April 11, 2026

Every decision leaves a trail.

When something breaks in production, the first question is always "what changed and who approved it?"

Good luck answering that with Slack search.

The decision audit timeline

We shipped a timeline panel for every task. One click, and you see the full history: who created the task, when the plan was written, who signed off, what branch was created, when the PR opened, and when it shipped.

No new data. No manual logging. Just existing decisions, stitched together chronologically.

Why this matters

Three scenarios where teams told us they needed this:

Post-mortems. Something shipped that shouldn't have. The timeline shows exactly who signed off on the plan, what the agent did, and when the PR merged. Five-minute root cause instead of a thirty-minute Slack archaeology session.

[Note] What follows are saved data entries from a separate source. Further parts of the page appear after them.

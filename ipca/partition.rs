use super::error::IpcaError;
use std::fmt;
use std::ops::Range;

/// Contiguous block of feature rows owned by one worker.
#[derive(Clone, Copy, Debug, PartialEq, Eq)]
pub struct RowRange {
    pub start: usize,
    pub count: usize,
}

impl RowRange {
    pub fn end(&self) -> usize {
        self.start + self.count
    }

    pub fn as_range(&self) -> Range<usize> {
        self.start..self.end()
    }
}

/// Assignment of the feature axis `[0, d)` to workers.
///
/// Every scatter and gather in the crate takes its per-rank shapes from this
/// table, so it is built once per process and shared by reference.
#[derive(Clone, Debug, PartialEq, Eq)]
pub struct Partition {
    n_features: usize,
    ranges: Vec<RowRange>,
}

impl Partition {
    /// Splits `n_features` rows over `n_workers` ranks. The first
    /// `n_features % n_workers` ranks receive one extra row.
    pub fn new(n_features: usize, n_workers: usize) -> Result<Self, IpcaError> {
        if n_workers == 0 {
            return Err(IpcaError::NoWorkers);
        }

        let base = n_features / n_workers;
        let remainder = n_features % n_workers;
        let mut ranges = Vec::with_capacity(n_workers);
        let mut start = 0;
        for rank in 0..n_workers {
            let count = base + usize::from(rank < remainder);
            ranges.push(RowRange { start, count });
            start += count;
        }
        debug_assert_eq!(start, n_features);

        Ok(Self { n_features, ranges })
    }

    pub fn n_features(&self) -> usize {
        self.n_features
    }

    pub fn n_workers(&self) -> usize {
        self.ranges.len()
    }

    pub fn range(&self, rank: usize) -> RowRange {
        self.ranges[rank]
    }

    pub fn rows(&self, rank: usize) -> Range<usize> {
        self.ranges[rank].as_range()
    }

    pub fn count(&self, rank: usize) -> usize {
        self.ranges[rank].count
    }

    pub fn ranges(&self) -> &[RowRange] {
        &self.ranges
    }

    /// Element counts per rank for a row-major matrix of `width` columns.
    pub fn element_counts(&self, width: usize) -> Vec<usize> {
        self.ranges.iter().map(|range| range.count * width).collect()
    }
}

impl fmt::Display for Partition {
    fn fmt(&self, f: &mut fmt::Formatter<'_>) -> fmt::Result {
        writeln!(
            f,
            "{} features over {} workers",
            self.n_features,
            self.n_workers()
        )?;
        for (rank, range) in self.ranges.iter().enumerate() {
            writeln!(
                f,
                "  rank {rank:>4}: rows {:>8}..{:<8} ({} rows)",
                range.start,
                range.end(),
                range.count
            )?;
        }
        Ok(())
    }
}
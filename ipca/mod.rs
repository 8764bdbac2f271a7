pub mod comm;
pub mod config;
pub mod context;
pub mod error;
pub mod linalg;
pub mod main;
pub mod merge;
pub mod model;
pub mod partition;
pub mod snapshot;
pub mod source;
pub mod stats;
pub mod timing;
pub mod tsqr;

pub use comm::{COORDINATOR_RANK, CommError, Communicator, LocalCommunicator, run_local_group};
pub use config::{ConfigError, DataSection, ModelSection, RunConfig, RunSection};
pub use context::WorkerContext;
pub use error::IpcaError;
pub use model::{IncrementalPca, ModelDims, Role};
pub use partition::{Partition, RowRange};
pub use snapshot::PcaSnapshot;
pub use source::{BlockSource, DenseBlockSource, Observations, SourceError};
pub use timing::{Stage, StageTimings, TimingLog};
//! Tall-and-skinny QR over a row-partitioned matrix.
//!
//! Each rank factors its own rows, the small `R` factors are stacked and
//! factored once more on the coordinator, and the second-level `Q` is used to
//! rotate every rank's local `Q` into a globally orthonormal factor.
//!
//! A rank owning fewer rows than columns pads its `R` with zero rows. Those
//! rows are dropped before the coordinator factorization, so the second-level
//! `Q` never places weight on a padded column of a local `Q`.

use super::comm::Communicator;
use super::context::WorkerContext;
use super::error::IpcaError;
use super::linalg::FaerQr;
use super::partition::Partition;
use super::timing::{Stage, StageTimings};
use ndarray::{Array2, ArrayView2, s};

/// Result of [`distributed_qr`] on one rank.
#[derive(Clone, Debug)]
pub struct DistributedQr {
    /// This rank's rows of the orthonormal factor, `count[rank] × k` with
    /// `k = min(d, w)`.
    pub q_local: Array2<f64>,
    /// Upper trapezoidal `k × w` factor, identical on every rank.
    pub r: Array2<f64>,
}

/// Rows of each rank's padded `R` that can be nonzero, and where they land
/// in the compacted stack.
struct StackLayout {
    kept: Vec<usize>,
    offsets: Vec<usize>,
    total: usize,
}

impl StackLayout {
    fn new(partition: &Partition, w: usize) -> Self {
        let kept: Vec<usize> = (0..partition.n_workers())
            .map(|rank| partition.count(rank).min(w))
            .collect();
        let mut offsets = Vec::with_capacity(kept.len());
        let mut total = 0;
        for &rows in &kept {
            offsets.push(total);
            total += rows;
        }
        Self {
            kept,
            offsets,
            total,
        }
    }

    fn compact(&self, r_stack: &Array2<f64>, w: usize) -> Array2<f64> {
        let mut compact = Array2::zeros((self.total, w));
        for (rank, (&rows, &offset)) in self.kept.iter().zip(&self.offsets).enumerate() {
            compact
                .slice_mut(s![offset..offset + rows, ..])
                .assign(&r_stack.slice(s![rank * w..rank * w + rows, ..]));
        }
        compact
    }
}

/// Factors the row-partitioned matrix whose local rows are `a_local`.
///
/// Every rank must pass the same column count `w`. A rank that owns no rows
/// contributes nothing to the stack and receives an empty `Q`.
pub fn distributed_qr<C: Communicator>(
    ctx: &WorkerContext<C>,
    a_local: ArrayView2<'_, f64>,
    timings: &mut StageTimings,
) -> Result<DistributedQr, IpcaError> {
    let w = a_local.ncols();
    debug_assert_eq!(a_local.nrows(), ctx.local_row_count());

    let layout = StackLayout::new(ctx.partition(), w);
    let k = layout.total.min(w);

    let (q_first, r_first) = timings.time(Stage::QrLocal, || a_local.padded_qr());

    let stacked = timings.time(Stage::Gather, || ctx.gather_stacked(r_first.view()))?;

    let second_level = stacked.map(|r_stack| {
        timings.time(Stage::QrGlobal, || {
            let (q_stack, r) = layout.compact(&r_stack, w).padded_qr();
            (
                q_stack.slice(s![.., ..k]).to_owned(),
                r.slice(s![..k, ..]).to_owned(),
            )
        })
    });

    let (q_stack, r) = timings.time(Stage::Broadcast, || {
        let q_stack = ctx.broadcast_matrix(
            second_level.as_ref().map(|(q, _)| q.view()),
            layout.total,
            k,
        )?;
        let r = ctx.broadcast_matrix(second_level.as_ref().map(|(_, r)| r.view()), k, w)?;
        Ok::<_, IpcaError>((q_stack, r))
    })?;

    let rank = ctx.rank();
    let (offset, kept) = (layout.offsets[rank], layout.kept[rank]);
    let rotation = q_stack.slice(s![offset..offset + kept, ..]);
    let q_local = timings.time(Stage::QrLocal, || {
        q_first.slice(s![.., ..kept]).dot(&rotation)
    });

    log::debug!(
        "rank {}: distributed QR of {} local rows x {} columns",
        rank,
        a_local.nrows(),
        w
    );

    Ok(DistributedQr { q_local, r })
}

#[cfg(test)]
mod tests {
    use super::*;
    use crate::ipca::comm::run_local_group;
    use approx::assert_abs_diff_eq;
    use ndarray::{Array2, Axis, concatenate};
    use rand::rngs::StdRng;
    use rand::{Rng, SeedableRng};

    fn random_matrix(rows: usize, cols: usize, seed: u64) -> Array2<f64> {
        let mut rng = StdRng::seed_from_u64(seed);
        Array2::from_shape_fn((rows, cols), |_| rng.gen_range(-1.0..1.0))
    }

    fn run_distributed(a: &Array2<f64>, size: usize) -> Vec<DistributedQr> {
        run_local_group(size, |comm| {
            let ctx = WorkerContext::new(comm, a.nrows()).unwrap();
            let local = a.slice(s![ctx.local_rows(), ..]);
            let mut timings = StageTimings::new();
            distributed_qr(&ctx, local, &mut timings).unwrap()
        })
        .unwrap()
    }

    fn assemble_q(parts: &[DistributedQr]) -> Array2<f64> {
        let views: Vec<_> = parts.iter().map(|p| p.q_local.view()).collect();
        concatenate(Axis(0), &views).unwrap()
    }

    fn assert_factorization(a: &Array2<f64>, parts: &[DistributedQr]) {
        let w = a.ncols();
        let q = assemble_q(parts);
        assert_eq!(q.dim(), a.dim());

        for part in &parts[1..] {
            assert_eq!(part.r, parts[0].r);
        }
        let r = &parts[0].r;
        for i in 0..w {
            for j in 0..i {
                assert_abs_diff_eq!(r[(i, j)], 0.0, epsilon = 1e-12);
            }
        }

        let rebuilt = q.dot(r);
        for (lhs, rhs) in rebuilt.iter().zip(a.iter()) {
            assert_abs_diff_eq!(lhs, rhs, epsilon = 1e-10);
        }

        let gram = q.t().dot(&q);
        for i in 0..w {
            for j in 0..w {
                let expected = if i == j { 1.0 } else { 0.0 };
                assert_abs_diff_eq!(gram[(i, j)], expected, epsilon = 1e-10);
            }
        }
    }

    #[test]
    fn tall_matrix_over_several_ranks() {
        let a = random_matrix(40, 5, 1);
        for size in [1, 2, 3, 4] {
            let parts = run_distributed(&a, size);
            assert_factorization(&a, &parts);
        }
    }

    #[test]
    fn ranks_with_fewer_rows_than_columns() {
        let a = random_matrix(9, 4, 2);
        let parts = run_distributed(&a, 4);
        assert_factorization(&a, &parts);
    }

    #[test]
    fn more_ranks_than_rows() {
        let a = random_matrix(3, 2, 3);
        let parts = run_distributed(&a, 5);
        assert_eq!(parts[4].q_local.dim(), (0, 2));
        assert_factorization(&a, &parts);
    }

    #[test]
    fn rank_deficient_matrix_keeps_an_orthonormal_factor() {
        // Rank two, and every rank of the larger groups owns fewer rows than
        // there are columns.
        let a = random_matrix(9, 2, 6).dot(&random_matrix(2, 5, 7));
        for size in [1, 2, 3, 4, 5] {
            let parts = run_distributed(&a, size);
            assert_factorization(&a, &parts);
        }
    }

    #[test]
    fn fewer_rows_than_columns_overall() {
        let a = random_matrix(3, 5, 8);
        let parts = run_distributed(&a, 2);
        let q = assemble_q(&parts);
        assert_eq!(q.dim(), (3, 3));
        assert_eq!(parts[1].r.dim(), (3, 5));

        let rebuilt = q.dot(&parts[0].r);
        for (lhs, rhs) in rebuilt.iter().zip(a.iter()) {
            assert_abs_diff_eq!(lhs, rhs, epsilon = 1e-10);
        }
        let gram = q.t().dot(&q);
        for i in 0..3 {
            for j in 0..3 {
                let expected = if i == j { 1.0 } else { 0.0 };
                assert_abs_diff_eq!(gram[(i, j)], expected, epsilon = 1e-10);
            }
        }
    }

    #[test]
    fn r_matches_single_rank_factor_up_to_row_signs() {
        let a = random_matrix(30, 4, 4);
        let single = run_distributed(&a, 1);
        let split = run_distributed(&a, 3);
        for i in 0..4 {
            let sign = (single[0].r[(i, i)] * split[0].r[(i, i)]).signum();
            for j in 0..4 {
                assert_abs_diff_eq!(
                    single[0].r[(i, j)],
                    sign * split[0].r[(i, j)],
                    epsilon = 1e-10
                );
            }
        }
    }

    #[test]
    fn timings_cover_each_phase() {
        let a = random_matrix(12, 3, 5);
        let stages = run_local_group(2, |comm| {
            let ctx = WorkerContext::new(comm, a.nrows()).unwrap();
            let local = a.slice(s![ctx.local_rows(), ..]);
            let mut timings = StageTimings::new();
            distributed_qr(&ctx, local, &mut timings).unwrap();
            timings
                .samples()
                .iter()
                .map(|(stage, _)| *stage)
                .collect::<Vec<_>>()
        })
        .unwrap();

        assert!(stages[0].contains(&Stage::QrGlobal));
        assert!(!stages[1].contains(&Stage::QrGlobal));
        for ranks in &stages {
            assert!(ranks.contains(&Stage::QrLocal));
            assert!(ranks.contains(&Stage::Gather));
            assert!(ranks.contains(&Stage::Broadcast));
        }
    }
}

Onboarding. New engineer joins the team. Instead of "ask Sarah, she worked on that," they open the task and read the decision history. Context transfers without meetings.

Compliance. "Show me the approval chain for this change." The timeline is the approval chain. Plan signoff, PR link, ship timestamp. All in one view.

Not a changelog

Changelogs tell you what changed. The timeline tells you why, who decided, and when. The agent's actions sit alongside human decisions in the same chronological view. No separate audit log to maintain.

The thread is the conversation. The timeline is the receipt.